What to work on:
Within the records, find every line that includes the word "Clone" and copy it.

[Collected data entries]
──────────────────────────────
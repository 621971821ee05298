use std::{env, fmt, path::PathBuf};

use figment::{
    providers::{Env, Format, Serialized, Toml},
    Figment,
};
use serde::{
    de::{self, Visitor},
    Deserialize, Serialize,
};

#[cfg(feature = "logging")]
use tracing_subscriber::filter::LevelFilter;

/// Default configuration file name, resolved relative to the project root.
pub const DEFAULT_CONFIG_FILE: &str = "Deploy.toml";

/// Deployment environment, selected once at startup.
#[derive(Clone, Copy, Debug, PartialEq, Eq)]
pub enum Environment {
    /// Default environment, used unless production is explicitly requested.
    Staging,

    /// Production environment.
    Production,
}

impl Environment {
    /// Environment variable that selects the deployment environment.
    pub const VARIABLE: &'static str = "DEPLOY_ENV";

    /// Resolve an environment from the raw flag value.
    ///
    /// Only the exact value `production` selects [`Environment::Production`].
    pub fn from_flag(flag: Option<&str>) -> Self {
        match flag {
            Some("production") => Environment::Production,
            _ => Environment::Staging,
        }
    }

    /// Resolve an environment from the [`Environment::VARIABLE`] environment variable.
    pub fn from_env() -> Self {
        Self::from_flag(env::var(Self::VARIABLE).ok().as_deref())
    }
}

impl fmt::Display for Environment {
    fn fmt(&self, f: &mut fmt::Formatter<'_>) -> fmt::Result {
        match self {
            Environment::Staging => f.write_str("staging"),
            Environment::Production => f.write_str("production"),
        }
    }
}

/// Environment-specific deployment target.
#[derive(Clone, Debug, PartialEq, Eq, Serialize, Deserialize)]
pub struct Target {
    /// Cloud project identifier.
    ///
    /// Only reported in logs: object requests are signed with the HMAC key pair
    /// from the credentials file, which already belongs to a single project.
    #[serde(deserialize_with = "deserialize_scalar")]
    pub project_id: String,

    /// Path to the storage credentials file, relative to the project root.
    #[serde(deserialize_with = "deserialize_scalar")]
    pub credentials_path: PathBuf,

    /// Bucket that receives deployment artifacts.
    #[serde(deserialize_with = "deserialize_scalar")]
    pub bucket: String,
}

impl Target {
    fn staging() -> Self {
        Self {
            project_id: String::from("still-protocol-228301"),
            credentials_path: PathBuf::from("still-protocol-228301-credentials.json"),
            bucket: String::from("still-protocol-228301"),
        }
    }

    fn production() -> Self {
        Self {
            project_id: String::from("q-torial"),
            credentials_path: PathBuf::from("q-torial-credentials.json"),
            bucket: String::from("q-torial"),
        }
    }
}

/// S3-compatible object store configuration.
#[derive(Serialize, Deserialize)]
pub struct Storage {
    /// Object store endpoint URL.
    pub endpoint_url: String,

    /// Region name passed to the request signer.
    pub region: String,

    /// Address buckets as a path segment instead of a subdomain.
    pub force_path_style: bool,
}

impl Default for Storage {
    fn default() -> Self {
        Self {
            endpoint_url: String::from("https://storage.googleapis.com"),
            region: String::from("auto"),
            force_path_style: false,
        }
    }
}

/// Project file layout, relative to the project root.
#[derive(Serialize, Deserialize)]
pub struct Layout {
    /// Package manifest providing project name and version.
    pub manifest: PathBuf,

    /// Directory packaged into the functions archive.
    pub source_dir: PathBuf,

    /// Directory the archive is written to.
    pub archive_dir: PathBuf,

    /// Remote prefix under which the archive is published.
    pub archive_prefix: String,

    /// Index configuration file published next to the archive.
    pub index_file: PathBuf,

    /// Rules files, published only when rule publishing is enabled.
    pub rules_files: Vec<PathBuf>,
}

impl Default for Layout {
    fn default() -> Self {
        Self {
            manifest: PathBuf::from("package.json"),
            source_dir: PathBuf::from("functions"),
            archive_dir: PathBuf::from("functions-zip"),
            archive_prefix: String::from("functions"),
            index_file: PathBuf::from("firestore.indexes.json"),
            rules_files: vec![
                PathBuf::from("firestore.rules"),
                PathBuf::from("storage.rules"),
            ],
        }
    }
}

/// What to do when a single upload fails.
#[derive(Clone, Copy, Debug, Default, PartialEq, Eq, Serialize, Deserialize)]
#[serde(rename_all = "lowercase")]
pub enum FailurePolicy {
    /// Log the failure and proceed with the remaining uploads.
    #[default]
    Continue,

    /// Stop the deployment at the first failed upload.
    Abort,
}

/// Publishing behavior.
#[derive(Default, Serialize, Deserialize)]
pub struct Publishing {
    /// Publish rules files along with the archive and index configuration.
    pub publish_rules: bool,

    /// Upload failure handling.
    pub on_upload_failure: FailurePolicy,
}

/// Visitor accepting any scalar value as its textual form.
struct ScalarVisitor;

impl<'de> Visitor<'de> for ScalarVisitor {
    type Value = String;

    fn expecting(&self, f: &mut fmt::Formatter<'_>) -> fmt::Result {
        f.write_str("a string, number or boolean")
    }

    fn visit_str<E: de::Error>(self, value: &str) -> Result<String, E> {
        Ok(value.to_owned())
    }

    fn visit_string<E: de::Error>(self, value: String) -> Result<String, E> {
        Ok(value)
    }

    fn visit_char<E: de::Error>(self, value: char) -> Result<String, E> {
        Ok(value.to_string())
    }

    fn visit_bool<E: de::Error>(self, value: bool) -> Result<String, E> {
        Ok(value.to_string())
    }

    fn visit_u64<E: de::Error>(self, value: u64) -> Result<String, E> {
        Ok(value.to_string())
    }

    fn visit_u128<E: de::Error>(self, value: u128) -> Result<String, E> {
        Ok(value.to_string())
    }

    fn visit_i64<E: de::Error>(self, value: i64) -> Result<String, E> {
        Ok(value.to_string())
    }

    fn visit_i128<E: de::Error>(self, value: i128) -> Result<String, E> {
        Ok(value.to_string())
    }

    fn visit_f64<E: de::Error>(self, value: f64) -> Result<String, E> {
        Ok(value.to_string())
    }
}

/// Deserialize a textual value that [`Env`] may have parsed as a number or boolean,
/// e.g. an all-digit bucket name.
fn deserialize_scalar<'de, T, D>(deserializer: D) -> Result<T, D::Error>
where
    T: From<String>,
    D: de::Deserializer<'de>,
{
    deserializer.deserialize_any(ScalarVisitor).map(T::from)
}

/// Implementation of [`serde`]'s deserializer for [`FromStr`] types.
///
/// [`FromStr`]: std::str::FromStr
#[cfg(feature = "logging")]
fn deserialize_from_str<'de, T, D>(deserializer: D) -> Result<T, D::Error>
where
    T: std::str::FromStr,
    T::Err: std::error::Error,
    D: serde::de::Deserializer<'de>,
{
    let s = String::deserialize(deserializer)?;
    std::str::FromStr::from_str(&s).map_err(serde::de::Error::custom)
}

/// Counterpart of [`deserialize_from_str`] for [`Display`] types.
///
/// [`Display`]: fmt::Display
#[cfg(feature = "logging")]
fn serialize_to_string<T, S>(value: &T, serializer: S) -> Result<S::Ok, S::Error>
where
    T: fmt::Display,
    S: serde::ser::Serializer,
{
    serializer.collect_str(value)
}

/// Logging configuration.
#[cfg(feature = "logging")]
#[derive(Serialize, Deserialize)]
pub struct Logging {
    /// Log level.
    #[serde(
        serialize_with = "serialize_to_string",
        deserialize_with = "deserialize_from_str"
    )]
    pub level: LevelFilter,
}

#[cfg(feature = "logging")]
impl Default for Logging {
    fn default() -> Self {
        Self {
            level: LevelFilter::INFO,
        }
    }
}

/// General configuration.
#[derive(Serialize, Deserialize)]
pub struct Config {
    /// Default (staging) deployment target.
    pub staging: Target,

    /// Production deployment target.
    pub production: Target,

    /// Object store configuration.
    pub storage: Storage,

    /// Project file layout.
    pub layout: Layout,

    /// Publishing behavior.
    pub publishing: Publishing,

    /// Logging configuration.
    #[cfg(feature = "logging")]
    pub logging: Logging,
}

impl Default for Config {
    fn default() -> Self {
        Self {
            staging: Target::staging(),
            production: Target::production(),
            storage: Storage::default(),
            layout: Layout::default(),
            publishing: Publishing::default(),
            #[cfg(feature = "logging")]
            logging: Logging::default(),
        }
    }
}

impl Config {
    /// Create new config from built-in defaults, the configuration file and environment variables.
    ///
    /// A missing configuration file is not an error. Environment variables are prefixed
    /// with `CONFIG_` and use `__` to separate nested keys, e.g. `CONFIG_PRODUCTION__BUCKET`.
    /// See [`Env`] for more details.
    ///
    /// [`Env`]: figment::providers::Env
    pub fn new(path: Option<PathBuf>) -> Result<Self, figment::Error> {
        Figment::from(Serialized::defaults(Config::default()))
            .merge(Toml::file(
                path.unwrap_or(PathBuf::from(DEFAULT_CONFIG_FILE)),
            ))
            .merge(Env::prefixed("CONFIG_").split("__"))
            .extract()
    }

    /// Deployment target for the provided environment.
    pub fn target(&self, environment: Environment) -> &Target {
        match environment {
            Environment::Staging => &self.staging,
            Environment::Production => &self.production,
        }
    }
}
──────────────────────────────
Answer to this task:
#[derive(Clone, Copy, Debug, PartialEq, Eq)]
#[derive(Clone, Debug, PartialEq, Eq, Serialize, Deserialize)]
#[derive(Clone, Copy, Debug, Default, PartialEq, Eq, Serialize, Deserialize)]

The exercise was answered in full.